Source records below:
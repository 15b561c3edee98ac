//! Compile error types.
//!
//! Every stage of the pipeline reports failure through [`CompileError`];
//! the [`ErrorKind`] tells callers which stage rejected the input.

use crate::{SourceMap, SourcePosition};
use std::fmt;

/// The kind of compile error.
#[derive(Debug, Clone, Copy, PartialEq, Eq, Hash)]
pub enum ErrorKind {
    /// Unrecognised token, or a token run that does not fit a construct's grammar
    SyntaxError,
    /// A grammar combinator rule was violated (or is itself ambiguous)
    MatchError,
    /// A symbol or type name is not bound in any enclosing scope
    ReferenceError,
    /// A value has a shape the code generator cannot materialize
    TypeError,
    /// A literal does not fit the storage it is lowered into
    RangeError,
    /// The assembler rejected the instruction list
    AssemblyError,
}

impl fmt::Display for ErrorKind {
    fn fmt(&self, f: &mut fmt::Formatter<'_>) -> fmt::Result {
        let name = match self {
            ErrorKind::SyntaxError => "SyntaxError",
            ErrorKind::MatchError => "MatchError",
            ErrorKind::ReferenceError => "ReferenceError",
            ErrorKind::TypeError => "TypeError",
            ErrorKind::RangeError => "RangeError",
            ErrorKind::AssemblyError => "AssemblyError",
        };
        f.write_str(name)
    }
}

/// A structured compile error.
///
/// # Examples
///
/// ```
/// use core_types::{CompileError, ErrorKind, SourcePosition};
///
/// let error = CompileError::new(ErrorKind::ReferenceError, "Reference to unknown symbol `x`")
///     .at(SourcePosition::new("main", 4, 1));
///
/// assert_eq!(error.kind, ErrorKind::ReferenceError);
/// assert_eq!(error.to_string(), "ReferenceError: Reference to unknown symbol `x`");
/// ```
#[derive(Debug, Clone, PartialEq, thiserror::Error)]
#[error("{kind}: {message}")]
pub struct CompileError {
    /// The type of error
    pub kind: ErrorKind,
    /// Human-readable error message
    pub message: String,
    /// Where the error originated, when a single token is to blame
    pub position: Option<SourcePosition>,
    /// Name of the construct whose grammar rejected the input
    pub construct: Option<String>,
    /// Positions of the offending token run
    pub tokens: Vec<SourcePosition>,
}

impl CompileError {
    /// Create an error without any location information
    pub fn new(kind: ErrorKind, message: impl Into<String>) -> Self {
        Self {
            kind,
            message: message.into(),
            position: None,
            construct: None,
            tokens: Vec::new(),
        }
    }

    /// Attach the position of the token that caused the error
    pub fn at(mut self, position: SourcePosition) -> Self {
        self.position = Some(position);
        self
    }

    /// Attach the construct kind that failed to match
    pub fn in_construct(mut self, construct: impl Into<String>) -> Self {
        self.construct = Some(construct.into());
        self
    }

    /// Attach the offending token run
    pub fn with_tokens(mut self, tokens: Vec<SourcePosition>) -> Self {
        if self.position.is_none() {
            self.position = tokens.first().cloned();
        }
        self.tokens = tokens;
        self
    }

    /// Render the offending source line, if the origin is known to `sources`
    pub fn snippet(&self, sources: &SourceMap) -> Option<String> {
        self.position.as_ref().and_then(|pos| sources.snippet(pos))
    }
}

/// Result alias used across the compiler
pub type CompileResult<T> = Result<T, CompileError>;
End of Source records.
# To do:
From the first line to the last, return the records unchanged.

# Output of the task:
repository 15b561c3edee98ac
//! Compile error types.
//!
//! Every stage of the pipeline reports failure through [`CompileError`];
//! the [`ErrorKind`] tells callers which stage rejected the input.

use crate::{SourceMap, SourcePosition};
use std::fmt;

/// The kind of compile error.
#[derive(Debug, Clone, Copy, PartialEq, Eq, Hash)]
pub enum ErrorKind {
    /// Unrecognised token, or a token run that does not fit a construct's grammar
    SyntaxError,
    /// A grammar combinator rule was violated (or is itself ambiguous)
    MatchError,
    /// A symbol or type name is not bound in any enclosing scope
    ReferenceError,
    /// A value has a shape the code generator cannot materialize
    TypeError,
    /// A literal does not fit the storage it is lowered into
    RangeError,
    /// The assembler rejected the instruction list
    AssemblyError,
}

impl fmt::Display for ErrorKind {
    fn fmt(&self, f: &mut fmt::Formatter<'_>) -> fmt::Result {
        let name = match self {
            ErrorKind::SyntaxError => "SyntaxError",
            ErrorKind::MatchError => "MatchError",
            ErrorKind::ReferenceError => "ReferenceError",
            ErrorKind::TypeError => "TypeError",
            ErrorKind::RangeError => "RangeError",
            ErrorKind::AssemblyError => "AssemblyError",
        };
        f.write_str(name)
    }
}

/// A structured compile error.
///
/// # Examples
///
/// ```
/// use core_types::{CompileError, ErrorKind, SourcePosition};
///
/// let error = CompileError::new(ErrorKind::ReferenceError, "Reference to unknown symbol `x`")
///     .at(SourcePosition::new("main", 4, 1));
///
/// assert_eq!(error.kind, ErrorKind::ReferenceError);
/// assert_eq!(error.to_string(), "ReferenceError: Reference to unknown symbol `x`");
/// ```
#[derive(Debug, Clone, PartialEq, thiserror::Error)]
#[error("{kind}: {message}")]
pub struct CompileError {
    /// The type of error
    pub kind: ErrorKind,
    /// Human-readable error message
    pub message: String,
    /// Where the error originated, when a single token is to blame
    pub position: Option<SourcePosition>,
    /// Name of the construct whose grammar rejected the input
    pub construct: Option<String>,
    /// Positions of the offending token run
    pub tokens: Vec<SourcePosition>,
}

impl CompileError {
    /// Create an error without any location information
    pub fn new(kind: ErrorKind, message: impl Into<String>) -> Self {
        Self {
            kind,
            message: message.into(),
            position: None,
            construct: None,
            tokens: Vec::new(),
        }
    }

    /// Attach the position of the token that caused the error
    pub fn at(mut self, position: SourcePosition) -> Self {
        self.position = Some(position);
        self
    }

    /// Attach the construct kind that failed to match
    pub fn in_construct(mut self, construct: impl Into<String>) -> Self {
        self.construct = Some(construct.into());
        self
    }

    /// Attach the offending token run
    pub fn with_tokens(mut self, tokens: Vec<SourcePosition>) -> Self {
        if self.position.is_none() {
            self.position = tokens.first().cloned();
        }
        self.tokens = tokens;
        self
    }

    /// Render the offending source line, if the origin is known to `sources`
    pub fn snippet(&self, sources: &SourceMap) -> Option<String> {
        self.position.as_ref().and_then(|pos| sources.snippet(pos))
    }
}

/// Result alias used across the compiler
pub type CompileResult<T> = Result<T, CompileError>;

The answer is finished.